India will soon have its first law to deal exclusively with child sexual abuse cases. The provisional draft of the bill, titled ‘Sexual Offences Against Children Bill, 2010′, seeks to substitute the word ‘rape’ with technical terms and cover several forms of abuse of both boys and girls, which now remain grey areas in the absence of a specific legislation. The proposed legislation calls for setting up of special courts, special public prosecutors and child-friendly proceedings.

Calling for special courts and special prosecutors in every district to try such cases, the draft proposes that evidence from the child be recorded within a month of the court taking cognizance and the trial be completed within a year.

At present, cases of sexual offences against children are being tried under the Indian Penal Code, which does not always take into consideration the age of the victim. With such offences attracting only such sections that deal with rape, unnatural offences and outraging the modesty of a woman, many sexual offences against children, especially those against boys, were not getting a focused trial, it was felt.

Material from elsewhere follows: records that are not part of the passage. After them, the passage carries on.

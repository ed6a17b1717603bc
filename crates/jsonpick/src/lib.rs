//! # jsonpick
//!
//! Pooled, path-based extraction of single typed values from JSON documents.
//!
//! The convenience accessors fetch one field in one call, with parser
//! allocation amortized across calls through a process-wide parser pool:
//!
//! ```
//! let data = br#"{"user": {"id": 42, "name": "ada", "admin": true}}"#;
//!
//! assert_eq!(jsonpick::get_int(data, &["user", "id"]), 42);
//! assert_eq!(jsonpick::get_string(data, &["user", "name"]), "ada");
//! assert!(jsonpick::get_bool(data, &["user", "admin"]));
//! assert!(!jsonpick::exists(data, &["user", "email"]));
//! ```
//!
//! Accessors never return errors: malformed input, a missing path and a
//! wrong-typed field all yield the accessor's default value. When failures
//! must be told apart, or when many fields are read from one document, use
//! the checked layer instead:
//!
//! ```
//! let doc = jsonpick::parse(r#"{"a": {"b": [1, 2, 3]}}"#)?;
//! let b = doc.get(&["a", "b"]).ok_or("missing")?;
//! assert_eq!(b.len(), Some(3));
//! # Ok::<(), Box<dyn std::error::Error>>(())
//! ```
//!
//! [`Parser`] is reusable and can be pooled explicitly via [`ParserPool`];
//! parse results borrow the parser, so the borrow checker guarantees that
//! no data escapes a parser that has been reused or released.

#![warn(rust_2018_idioms)]

pub mod access;
pub mod error;
pub mod parser;
pub mod pool;
pub mod value;

pub use access::{
    exists, get_bigint, get_bool, get_bytes, get_float64, get_hex, get_int, get_string,
};
pub use error::{Error, Result};
pub use parser::{
    Document, Parser, ParserConfig, must_parse, must_parse_bytes, parse, parse_bytes,
};
pub use pool::{ParserPool, PoolStats, PooledParser, default_pool};
pub use value::{Value, ValueKind};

The law needs to realize that children aren’t adults, and it’s not like only girls are abused, many boys have fallen prey to this offence as well. Boys are lost in the national discourse of molestation. For one, the molestation law does not cover boys. Cutting across all classes, 25 per cent boys are sexually abused at any point in time. That means one in four under-16 boys. The count is 40 per cent for girls, but don’t ignore the boys. We need a separate set of child laws. The nation is in complete denial about child abuse. Statistics of missing children are staggering. Where do they go? Instead of looking at real reform, government is seized by this molestation law, playing adult games.

The International police have started to get worried that India is becoming a paedophile hub. It is easy to pull Indian children into any porn racket because we don’t have any laws relating to child abuse. Even if the pedophilia racket hasn’t reached the upper and middle classes yet, it definitely is running down street kids’ life.

Merely increasing punishment on paper or increasing number of women in the force, as the minister has suggested, is no solution. New laws that recognise various issues around child abuse are need of the hour.

But laws apart, to encourage reporting of abuse, we need a child protection court. That only means the child doesn’t go to a ‘kacheri’. He goes to any normal room where there are toys; the judge sits casually, not behind a bench. The atmosphere is relaxed, and the child’s testimony is taken down only once on video. The perpetrator is not present in the room. All this doesn’t take any extra money. It takes political will and parental demand.

How can laws help if mindsets don’t change?
Child sexual abuse is never going to cease, until the adult in a position of power realizes that responsibility is not about abuse. We need adult awareness of boundaries especially when it comes to the child. Who puts these boundaries: families. Families protect their children. But the ignorance is such that you teach children to cross the road but you’re not teaching them to protect themselves from anything else.